Going by the trailer, Caro suspects the feature may be a cowardly, slapstick-shallow, hopelessly dumbed-down non-echo of Elaine May‘s original The Heartbreak Kid (1972), which was funny but at the same time traumatic, angst-y and occasionally cruel. My favorite scene was the abrasive after-dinner confrontation between Grodin and Eddie Albert (i.e., playing Cybil Shepherd’s dad), in which Albert tried to buy Grodin off.
Caro understands, of course, that every remake of a film made in the ’60s, ’70s or ’80s has to be cruder and dumber than the original. He realizes that today’s under-35 moviegoer need things to be broader, louder, blunter, etc. “Hit me with it!…no, pour it over my head!” works much better than “nudge me in the ribs” or “whisper it in my ear.” Nonetheless, Caro is pissed.
It’s always somewhat depressing when a masterful older actor who’s enjoying one of those rare late-period career grooves accepts a straight paycheck job as a villain in an empty-ass franchise flick.

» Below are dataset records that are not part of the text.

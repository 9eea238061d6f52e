use std::sync::Arc;

use futures::StreamExt;
use serde::Serialize;
use tokio::sync::Semaphore;
use tokio::task::{JoinError, JoinSet};
use tracing::{error, info};

use crate::staging::StagingStore;
use crate::storage::PathStream;
use crate::{AppError, AppResult, LOG_TARGET};

#[derive(Debug, Clone, Copy, Default, PartialEq, Eq, Serialize)]
pub struct InventorySummary {
    /// Paths emitted by the scanner, duplicates included.
    pub scanned: u64,
    /// Paths newly written to the staging store by this build.
    pub staged: u64,
}

/// Folds batch outcomes; the first failure wins, later ones are only logged.
#[derive(Default)]
struct BatchOutcomes {
    staged: u64,
    first_error: Option<AppError>,
}

impl BatchOutcomes {
    fn record(&mut self, outcome: AppResult<u64>) {
        match outcome {
            Ok(inserted) => self.staged += inserted,
            Err(err) => {
                error!(
                    target: LOG_TARGET,
                    event = "inventory_batch_failed",
                    code = %err.code(),
                    error = %err,
                );
                if self.first_error.is_none() {
                    self.first_error = Some(err);
                }
            }
        }
    }

    fn record_joined(&mut self, joined: Result<AppResult<u64>, JoinError>) {
        self.record(joined.unwrap_or_else(|err| Err(AppError::from(err))));
    }
}

/// Streams a storage scan into the staging store in bounded batches.
pub struct InventoryBuilder {
    staging: StagingStore,
    batch_size: usize,
    max_in_flight: usize,
}

impl InventoryBuilder {
    pub fn new(staging: StagingStore, batch_size: usize, max_in_flight: usize) -> Self {
        Self {
            staging,
            batch_size: batch_size.max(1),
            max_in_flight: max_in_flight.max(1),
        }
    }

    /// Drain `paths`, staging every path not seen before.
    ///
    /// Batch inserts run in the background while scanning continues, at most
    /// `max_in_flight` at a time. A failed batch does not stop the scan; the
    /// build fails once everything has settled. Batches committed before a
    /// failure stay staged and are skipped by the next build.
    pub async fn build(&self, mut paths: PathStream) -> AppResult<InventorySummary> {
        let permits = Arc::new(Semaphore::new(self.max_in_flight));
        let mut in_flight: JoinSet<AppResult<u64>> = JoinSet::new();
        let mut outcomes = BatchOutcomes::default();
        let mut buffer: Vec<String> = Vec::with_capacity(self.batch_size);
        let mut scanned: u64 = 0;

        while let Some(item) = paths.next().await {
            let path = match item {
                Ok(path) => path,
                Err(err) => {
                    error!(
                        target: LOG_TARGET,
                        event = "inventory_scan_failed",
                        scanned,
                        error = %err,
                    );
                    while let Some(joined) = in_flight.join_next().await {
                        outcomes.record_joined(joined);
                    }
                    return Err(err.with_context("operation", "inventory_scan"));
                }
            };
            buffer.push(path);
            if buffer.len() < self.batch_size {
                continue;
            }

            let batch = std::mem::replace(&mut buffer, Vec::with_capacity(self.batch_size));
            scanned += batch.len() as u64;

            while let Some(joined) = in_flight.try_join_next() {
                outcomes.record_joined(joined);
            }
            if let Err(err) = self.queue_batch(batch, &permits, &mut in_flight).await {
                outcomes.record(Err(err));
            }
            info!(target: LOG_TARGET, event = "inventory_progress", scanned);
        }

        while let Some(joined) = in_flight.join_next().await {
            outcomes.record_joined(joined);
        }

        scanned += buffer.len() as u64;
        if !buffer.is_empty() {
            let fresh = self.fresh_paths(buffer).await?;
            outcomes.staged += self.staging.insert_new(&fresh).await?;
        }
        info!(
            target: LOG_TARGET,
            event = "inventory_complete",
            scanned,
            staged = outcomes.staged,
        );

        match outcomes.first_error {
            Some(err) => Err(err),
            None => Ok(InventorySummary {
                scanned,
                staged: outcomes.staged,
            }),
        }
    }

    /// Dedup `batch` now, then insert it in the background once a slot is free.
    async fn queue_batch(
        &self,
        batch: Vec<String>,
        permits: &Arc<Semaphore>,
        in_flight: &mut JoinSet<AppResult<u64>>,
    ) -> AppResult<()> {
        let fresh = self.fresh_paths(batch).await?;
        if fresh.is_empty() {
            return Ok(());
        }
        let permit = permits.clone().acquire_owned().await.map_err(|err| {
            AppError::new("INVENTORY/SEMAPHORE", err.to_string())
                .with_context("operation", "inventory_queue_batch")
        })?;
        let staging = self.staging.clone();
        in_flight.spawn(async move {
            let _permit = permit;
            staging.insert_new(&fresh).await
        });
        Ok(())
    }

    async fn fresh_paths(&self, mut batch: Vec<String>) -> AppResult<Vec<String>> {
        let existing = self.staging.existing_paths(&batch).await?;
        batch.retain(|path| !existing.contains(path));
        Ok(batch)
    }
}
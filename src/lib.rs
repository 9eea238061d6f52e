//! Reconciles attachment columns against the files present in storage.
//!
//! The job inventories every upload path into a staging table, then walks
//! each attachment-bearing model page by page, flagging staged files as
//! referenced, recording them in the file-reference registry and assigning
//! ids to attachments that lack one. Both phases are idempotent and resume
//! from persisted checkpoints.

use std::path::Path;

use tracing_appender::non_blocking::WorkerGuard;
use tracing_subscriber::fmt::time::UtcTime;
use tracing_subscriber::prelude::*;
use tracing_subscriber::{fmt, EnvFilter};

pub mod attachment;
pub mod catalog;
pub mod config;
pub mod db;
pub mod discovery;
pub mod error;
pub mod inventory;
pub mod job;
pub mod progress;
pub mod reconcile;
pub mod registry;
pub mod schema;
pub mod staging;
pub mod storage;
pub mod time;

pub use error::{AppError, AppResult};
pub use job::{AttachmentMigration, MigrationSummary};

/// Target of every event this crate emits.
pub const LOG_TARGET: &str = "attachment_reconcile";
/// Job identity attached to job-level log events.
pub const JOB_ID: &str = "nc_job_001_attachment";
/// Environment variable holding the log filter directive.
pub const LOG_ENV: &str = "ATTACHMENT_RECONCILE_LOG";

const DEFAULT_FILTER: &str = "attachment_reconcile=info,sqlx=warn";
const LOG_FILE_PREFIX: &str = "attachment-reconcile.log";

fn env_filter() -> EnvFilter {
    EnvFilter::new(std::env::var(LOG_ENV).unwrap_or_else(|_| DEFAULT_FILTER.into()))
}

/// Install the JSON subscriber on stderr, leaving stdout to callers. Safe
/// to call more than once.
pub fn init_logging() {
    let _ = tracing_log::LogTracer::init();
    let _ = fmt()
        .with_env_filter(env_filter())
        .with_writer(std::io::stderr)
        .json()
        .with_target(true)
        .with_timer(UtcTime::rfc_3339())
        .try_init();
}

/// Like [`init_logging`], with an additional daily-rotated file sink in
/// `log_dir`. Keep the returned guard alive until exit so buffered lines
/// are flushed.
pub fn init_logging_with_file(log_dir: &Path) -> AppResult<WorkerGuard> {
    std::fs::create_dir_all(log_dir)
        .map_err(|err| AppError::from(err).with_context("log_dir", log_dir.display().to_string()))?;
    let appender = tracing_appender::rolling::daily(log_dir, LOG_FILE_PREFIX);
    let (writer, guard) = tracing_appender::non_blocking(appender);

    let _ = tracing_log::LogTracer::init();
    let stderr = fmt::layer()
        .with_writer(std::io::stderr)
        .json()
        .with_target(true)
        .with_timer(UtcTime::rfc_3339());
    let file = fmt::layer()
        .json()
        .with_target(true)
        .with_timer(UtcTime::rfc_3339())
        .with_ansi(false)
        .with_writer(writer);
    let _ = tracing_subscriber::registry()
        .with(env_filter())
        .with(stderr)
        .with(file)
        .try_init();
    Ok(guard)
}
//! Entities of the metadata store that the reconciliation walks: sources,
//! models (tables) and their columns, plus row-level access to model data.

use std::sync::Arc;

use async_trait::async_trait;
use serde::{Deserialize, Serialize};
use serde_json::{Map, Value};

use crate::AppResult;

pub mod sqlite;

/// Column type tag of attachment columns.
pub const ATTACHMENT_UIDT: &str = "Attachment";
/// Scope used for entries that belong to no workspace or base.
pub const ROOT_SCOPE: &str = "root";

/// Tenant scope for metadata lookups and registry writes.
#[derive(Debug, Clone, PartialEq, Eq, Serialize, Deserialize)]
pub struct ScopeContext {
    pub workspace_id: Option<String>,
    pub base_id: String,
}

impl ScopeContext {
    pub fn root() -> Self {
        Self {
            workspace_id: Some(ROOT_SCOPE.to_string()),
            base_id: ROOT_SCOPE.to_string(),
        }
    }
}

#[derive(Debug, Clone, PartialEq, Eq)]
pub struct Source {
    pub id: String,
    pub base_id: String,
    /// Data lives in the metadata store itself rather than an external db.
    pub is_meta: bool,
    pub connection: Option<String>,
}

#[derive(Debug, Clone, PartialEq, Eq)]
pub struct Column {
    pub id: String,
    pub column_name: String,
    pub title: String,
    pub uidt: String,
    pub pk: bool,
}

impl Column {
    pub fn is_attachment(&self) -> bool {
        self.uidt == ATTACHMENT_UIDT
    }
}

#[derive(Debug, Clone, PartialEq, Eq)]
pub struct Model {
    pub id: String,
    pub base_id: String,
    pub source_id: String,
    pub table_name: String,
    pub title: String,
    pub columns: Vec<Column>,
}

impl Model {
    pub fn primary_keys(&self) -> Vec<&Column> {
        self.columns.iter().filter(|c| c.pk).collect()
    }

    pub fn attachment_columns(&self) -> Vec<&Column> {
        self.columns.iter().filter(|c| c.is_attachment()).collect()
    }
}

/// A page request against one model's rows.
#[derive(Debug, Clone)]
pub struct RowQuery {
    /// Columns to project; rows come back keyed by column title.
    pub fields: Vec<Column>,
    /// Deterministic order, usually the primary key.
    pub sort: Vec<Column>,
    pub limit: u32,
    pub offset: i64,
    /// Read raw rows, bypassing any view-level filter or sort.
    pub ignore_view_filters: bool,
}

pub type RowData = Map<String, Value>;

/// Row-level access to the data of one model.
#[async_trait]
pub trait RowStore: Send + Sync {
    async fn list(&self, query: &RowQuery) -> AppResult<Vec<RowData>>;

    /// Update the single row matching every `(column_name, value)` predicate.
    /// `data` is keyed by column name.
    async fn update_by_pk(&self, pk: &[(String, Value)], data: &RowData) -> AppResult<u64>;
}

/// Resolves metadata entities. `Ok(None)` means "not found" and lets the
/// caller skip the model for this pass.
#[async_trait]
pub trait EntityResolver: Send + Sync {
    async fn source(&self, scope: &ScopeContext, source_id: &str) -> AppResult<Option<Source>>;

    async fn model(&self, scope: &ScopeContext, model_id: &str) -> AppResult<Option<Model>>;

    /// Data access for `model`; `None` when no connection can be made.
    async fn row_store(
        &self,
        source: &Source,
        model: &Model,
    ) -> AppResult<Option<Arc<dyn RowStore>>>;
}
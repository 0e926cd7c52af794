//! Append-only record writer
//!
//! Each record goes out in a single `write_all` on an append-mode handle, so
//! concurrent writers from other processes interleave whole lines. There is
//! no locking across processes.

use std::fs::OpenOptions;
use std::io::Write;
use std::path::Path;

use crate::error::CaptureError;

/// Append `record` to `path`, creating the file if absent
///
/// The parent directory is never created.
pub fn append_record(path: &Path, record: &str) -> Result<(), CaptureError> {
    let to_err = |source| CaptureError::Write {
        path: path.to_path_buf(),
        source,
    };

    let mut file = OpenOptions::new()
        .create(true)
        .append(true)
        .open(path)
        .map_err(to_err)?;

    file.write_all(record.as_bytes()).map_err(to_err)?;
    file.flush().map_err(to_err)
}

/// Append and swallow any failure
pub fn append_best_effort(path: &Path, record: &str) {
    if let Err(e) = append_record(path, record) {
        tracing::debug!("Dropped error record: {}", e);
    }
}
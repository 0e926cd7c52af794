//! Textual projection of an error event

use super::event::ErrorEvent;

/// Timestamp layout used at the start of every record
pub const TIMESTAMP_FORMAT: &str = "%Y-%m-%d %H:%M:%S";

/// Which hook produced the record
#[derive(Debug, Clone, Copy, PartialEq, Eq)]
pub enum RecordKind {
    /// Regular error raised while the process runs
    Error,
    /// Fatal condition picked up at process termination
    Shutdown,
}

impl RecordKind {
    /// Line prefix naming the severity field
    pub fn label(&self) -> &'static str {
        match self {
            RecordKind::Error => "Error type",
            RecordKind::Shutdown => "Shutdown error type",
        }
    }
}

/// Format an event as a single newline-terminated log line
///
/// `[2026-01-21 14:30:45] Error type: 2 | File: index.php | Line: 10 | Message: undefined variable`
///
/// Line breaks inside the message are flattened to spaces.
pub fn format_record(kind: RecordKind, event: &ErrorEvent) -> String {
    format!(
        "[{}] {}: {} | File: {} | Line: {} | Message: {}\n",
        event.timestamp.format(TIMESTAMP_FORMAT),
        kind.label(),
        event.severity,
        event.source_name(),
        event.source_line,
        single_line(&event.message)
    )
}

fn single_line(message: &str) -> String {
    message.replace("\r\n", " ").replace(['\r', '\n'], " ")
}
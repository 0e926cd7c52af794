//! Process integration
//!
//! Installs an [`ErrorCaptureHandler`] as the process interceptor: panics are
//! recorded as the fatal condition, and the returned [`CaptureGuard`] runs the
//! termination hook when `main` returns or unwinds.
//!
//! The termination hook does not run if the process aborts (`panic = "abort"`)
//! or calls [`std::process::exit`]; call [`CaptureGuard::finish`] first in
//! that case.

use std::any::Any;
use std::panic::{self, Location};
use std::sync::Arc;

use crate::capture::{ErrorCaptureHandler, ErrorEvent, SeverityCode};

/// Keeps the handler installed; runs the termination hook on drop
#[must_use = "dropping the guard runs the termination hook immediately"]
pub struct CaptureGuard {
    handler: Arc<ErrorCaptureHandler>,
}

impl CaptureGuard {
    pub fn handler(&self) -> &Arc<ErrorCaptureHandler> {
        &self.handler
    }

    /// Run the termination hook now
    pub fn finish(self) {
        drop(self);
    }
}

impl Drop for CaptureGuard {
    fn drop(&mut self) {
        self.handler.handle_process_termination();
    }
}

/// Activate `handler` and hook it into panic reporting
///
/// A handler that was already activated keeps whatever hooks it had.
pub fn install(handler: Arc<ErrorCaptureHandler>) -> CaptureGuard {
    if handler.activate() {
        install_panic_hook(Arc::clone(&handler));
    }
    CaptureGuard { handler }
}

/// Record every panic as the fatal condition, then defer to the previous hook
pub fn install_panic_hook(handler: Arc<ErrorCaptureHandler>) {
    let previous = panic::take_hook();
    panic::set_hook(Box::new(move |info| {
        handler.record_fatal(fatal_event(info.location(), info.payload()));
        previous(info);
    }));
}

/// Build the fatal event for a panic
///
/// A panic without a location yields an event with no file or line, which
/// the termination hook skips.
fn fatal_event(location: Option<&Location<'_>>, payload: &(dyn Any + Send)) -> ErrorEvent {
    let message = panic_message(payload);
    match location {
        Some(loc) => ErrorEvent::new(SeverityCode::ERROR, message, loc.file(), loc.line()),
        None => ErrorEvent::new(SeverityCode::ERROR, message, "", 0),
    }
}

fn panic_message(payload: &(dyn Any + Send)) -> String {
    if let Some(s) = payload.downcast_ref::<&str>() {
        s.to_string()
    } else if let Some(s) = payload.downcast_ref::<String>() {
        s.clone()
    } else {
        "Box<dyn Any>".to_string()
    }
}
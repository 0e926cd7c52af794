//! Tracing integration
//!
//! Forwards application `tracing` events into an [`ErrorSink`], so warnings
//! and errors logged anywhere in the process land in the error logs.

use std::fmt::{self, Write as _};
use std::sync::Arc;

use tracing::field::{Field, Visit};
use tracing::{Event, Level, Subscriber};
use tracing_subscriber::layer::Context;
use tracing_subscriber::Layer;

use crate::capture::{ErrorEvent, ErrorSink, SeverityCode};

/// Events from this crate are never forwarded
const OWN_TARGET: &str = "errlog";

/// Layer that submits qualifying events to a sink
pub struct CaptureLayer {
    sink: Arc<dyn ErrorSink>,
    min_level: Level,
}

impl CaptureLayer {
    /// Forward events at `min_level` or more severe
    pub fn new(sink: Arc<dyn ErrorSink>, min_level: Level) -> Self {
        Self { sink, min_level }
    }
}

impl<S: Subscriber> Layer<S> for CaptureLayer {
    fn on_event(&self, event: &Event<'_>, _ctx: Context<'_, S>) {
        let meta = event.metadata();

        // Level ordering: ERROR is the smallest
        if *meta.level() > self.min_level {
            return;
        }
        if meta.target() == OWN_TARGET || meta.target().starts_with("errlog::") {
            return;
        }
        let (Some(file), Some(line)) = (meta.file(), meta.line()) else {
            return;
        };

        let mut visitor = MessageVisitor::default();
        event.record(&mut visitor);

        self.sink.submit(ErrorEvent::new(
            SeverityCode::from(*meta.level()),
            visitor.finish(),
            file,
            line,
        ));
    }
}

/// Collects the `message` field plus any other fields as `key=value`
#[derive(Default)]
struct MessageVisitor {
    message: String,
    fields: String,
}

impl MessageVisitor {
    fn finish(self) -> String {
        match (self.message.is_empty(), self.fields.is_empty()) {
            (_, true) => self.message,
            (true, false) => self.fields,
            (false, false) => format!("{} {}", self.message, self.fields),
        }
    }
}

impl Visit for MessageVisitor {
    fn record_str(&mut self, field: &Field, value: &str) {
        if field.name() == "message" {
            self.message.push_str(value);
        } else {
            self.record_debug(field, &value);
        }
    }

    fn record_debug(&mut self, field: &Field, value: &dyn fmt::Debug) {
        if field.name() == "message" {
            let _ = write!(self.message, "{:?}", value);
        } else {
            if !self.fields.is_empty() {
                self.fields.push(' ');
            }
            let _ = write!(self.fields, "{}={:?}", field.name(), value);
        }
    }
}
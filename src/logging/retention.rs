//! Log file retention management
//!
//! Deletes error logs older than the retention window. Runs once at start-up;
//! every deletion is best-effort and independent of the others.

use std::fs;
use std::path::{Path, PathBuf};
use std::time::{Duration, SystemTime};

use crate::capture::is_per_source_log_name;
use crate::config::RoutingMode;
use crate::error::CaptureError;

const SECS_PER_DAY: u64 = 24 * 60 * 60;

/// What the sweeper deletes and when
#[derive(Debug, Clone, PartialEq, Eq)]
pub struct RetentionPolicy {
    /// Days a log is kept; 0 disables deletion
    pub max_age_days: u64,
    pub routing_mode: RoutingMode,
    /// Log checked in single-file mode
    pub single_log_file: Option<PathBuf>,
}

impl RetentionPolicy {
    pub fn is_disabled(&self) -> bool {
        self.max_age_days == 0
    }

    /// Modification time below which a log is expired
    pub fn expire_time(&self, now: SystemTime) -> SystemTime {
        let window = Duration::from_secs(self.max_age_days.saturating_mul(SECS_PER_DAY));
        now.checked_sub(window).unwrap_or(SystemTime::UNIX_EPOCH)
    }
}

/// Delete expired logs under `logs_dir`
///
/// Returns the number of files deleted.
pub fn sweep(logs_dir: &Path, policy: &RetentionPolicy) -> usize {
    sweep_at(logs_dir, policy, SystemTime::now())
}

/// [`sweep`] against an explicit clock
pub fn sweep_at(logs_dir: &Path, policy: &RetentionPolicy, now: SystemTime) -> usize {
    if policy.is_disabled() || !logs_dir.is_dir() {
        return 0;
    }

    let cutoff = policy.expire_time(now);

    match policy.routing_mode {
        RoutingMode::SingleFile => match &policy.single_log_file {
            Some(file) => usize::from(delete_if_expired(file, cutoff)),
            None => 0,
        },
        RoutingMode::PerSourceFile => {
            let entries = match fs::read_dir(logs_dir) {
                Ok(entries) => entries,
                Err(e) => {
                    tracing::debug!("Cannot list {}: {}", logs_dir.display(), e);
                    return 0;
                }
            };

            let mut deleted_count = 0;
            for entry in entries.flatten() {
                let path = entry.path();

                // Only per-source error logs
                match path.file_name().and_then(|n| n.to_str()) {
                    Some(name) if is_per_source_log_name(name) => {}
                    _ => continue,
                }
                if !entry.file_type().map(|t| t.is_file()).unwrap_or(false) {
                    continue;
                }

                if delete_if_expired(&path, cutoff) {
                    deleted_count += 1;
                }
            }
            deleted_count
        }
    }
}

/// Delete `path` if its modification time is strictly before `cutoff`
fn delete_if_expired(path: &Path, cutoff: SystemTime) -> bool {
    let modified = match fs::metadata(path).and_then(|m| m.modified()) {
        Ok(modified) => modified,
        Err(_) => return false,
    };
    if modified >= cutoff {
        return false;
    }

    match fs::remove_file(path) {
        Ok(()) => true,
        Err(source) => {
            let e = CaptureError::Delete {
                path: path.to_path_buf(),
                source,
            };
            tracing::debug!("Skipping expired log: {}", e);
            false
        }
    }
}
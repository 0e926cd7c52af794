//! Error events as delivered by the host runtime

use std::fmt;
use std::path::{Path, PathBuf};

use chrono::{DateTime, Local};

/// Integer classification of a runtime error
///
/// Zero is reserved for "missing"; events carrying it are dropped.
#[derive(Debug, Clone, Copy, PartialEq, Eq, PartialOrd, Ord, Hash)]
pub struct SeverityCode(pub u32);

impl SeverityCode {
    /// Unrecoverable failure (panics)
    pub const ERROR: SeverityCode = SeverityCode(1);
    pub const WARNING: SeverityCode = SeverityCode(2);
    pub const NOTICE: SeverityCode = SeverityCode(8);
    /// Application-raised error (tracing ERROR)
    pub const USER_ERROR: SeverityCode = SeverityCode(256);
    /// Application-raised warning (tracing WARN)
    pub const USER_WARNING: SeverityCode = SeverityCode(512);
    /// Application-raised notice (tracing INFO and below)
    pub const USER_NOTICE: SeverityCode = SeverityCode(1024);

    pub fn is_missing(&self) -> bool {
        self.0 == 0
    }
}

impl fmt::Display for SeverityCode {
    fn fmt(&self, f: &mut fmt::Formatter<'_>) -> fmt::Result {
        write!(f, "{}", self.0)
    }
}

impl From<u32> for SeverityCode {
    fn from(code: u32) -> Self {
        SeverityCode(code)
    }
}

impl From<tracing::Level> for SeverityCode {
    fn from(level: tracing::Level) -> Self {
        match level {
            tracing::Level::ERROR => SeverityCode::USER_ERROR,
            tracing::Level::WARN => SeverityCode::USER_WARNING,
            _ => SeverityCode::USER_NOTICE,
        }
    }
}

/// A single intercepted error
#[derive(Debug, Clone, PartialEq, Eq)]
pub struct ErrorEvent {
    pub severity: SeverityCode,
    pub message: String,
    pub source_file: PathBuf,
    pub source_line: u32,
    /// When the event was raised
    pub timestamp: DateTime<Local>,
}

impl ErrorEvent {
    /// Create an event stamped with the current local time
    pub fn new(
        severity: SeverityCode,
        message: impl Into<String>,
        source_file: impl Into<PathBuf>,
        source_line: u32,
    ) -> Self {
        Self {
            severity,
            message: message.into(),
            source_file: source_file.into(),
            source_line,
            timestamp: Local::now(),
        }
    }

    /// True if severity, message, source file and line are all present
    pub fn is_complete(&self) -> bool {
        !self.message.is_empty() && self.has_location()
    }

    /// True if severity, source file and line are present (message may be empty)
    pub fn has_location(&self) -> bool {
        !self.severity.is_missing()
            && !self.source_file.as_os_str().is_empty()
            && self.source_line != 0
    }

    /// Base name of the source file, as shown in records
    pub fn source_name(&self) -> String {
        file_name_lossy(&self.source_file)
    }
}

pub(crate) fn file_name_lossy(path: &Path) -> String {
    path.file_name()
        .map(|n| n.to_string_lossy().into_owned())
        .unwrap_or_else(|| path.to_string_lossy().into_owned())
}
//! Log destination resolution

use std::path::{Path, PathBuf};

use crate::config::{Config, RoutingMode};

use super::event::file_name_lossy;

/// Suffix appended to the source file stem in per-source-file mode
pub const PER_SOURCE_SUFFIX: &str = "_error.log";

/// Resolves the log file an event is appended to
#[derive(Debug, Clone, PartialEq, Eq)]
pub struct TargetResolver {
    routing_mode: RoutingMode,
    single_log_file: PathBuf,
    source_root: Option<PathBuf>,
}

impl TargetResolver {
    pub fn new(
        routing_mode: RoutingMode,
        single_log_file: PathBuf,
        source_root: Option<PathBuf>,
    ) -> Self {
        Self {
            routing_mode,
            single_log_file,
            source_root,
        }
    }

    pub fn from_config(config: &Config) -> Self {
        Self::new(
            config.routing_mode,
            config.single_log_file(),
            config.source_root.clone(),
        )
    }

    pub fn routing_mode(&self) -> RoutingMode {
        self.routing_mode
    }

    /// Log file for an error raised in `source_file`
    pub fn resolve(&self, source_file: &Path) -> PathBuf {
        match self.routing_mode {
            RoutingMode::SingleFile => self.single_log_file.clone(),
            RoutingMode::PerSourceFile => {
                let source = match &self.source_root {
                    Some(root) if source_file.is_relative() => root.join(source_file),
                    _ => source_file.to_path_buf(),
                };
                per_source_log_path(&source)
            }
        }
    }
}

/// `<dir>/<stem>_error.log` for a source path
pub fn per_source_log_path(source_file: &Path) -> PathBuf {
    let stem = source_file
        .file_stem()
        .map(|s| s.to_string_lossy().into_owned())
        .unwrap_or_else(|| file_name_lossy(source_file));
    let dir = source_file.parent().unwrap_or_else(|| Path::new(""));
    dir.join(format!("{}{}", stem, PER_SOURCE_SUFFIX))
}

/// True if a file name looks like a per-source log (`*_error.log`, not hidden)
pub fn is_per_source_log_name(name: &str) -> bool {
    !name.starts_with('.') && name.ends_with(PER_SOURCE_SUFFIX)
}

I mean, just reading the damn trade stories about same deflates your world. Oh, that’s right, you tell yourself — I forgot that what a pleasure it is to watch amazingly talented performers punch a clock and debase themselves. Every so often, life requires us to bend over and hold our noses in order to pay the bills, but it’s extra-gloomy when guys like William Hurt succumb.
Here’s an indication of what Hurt is facing and why he’s more open than usual to straight-paycheck jobs.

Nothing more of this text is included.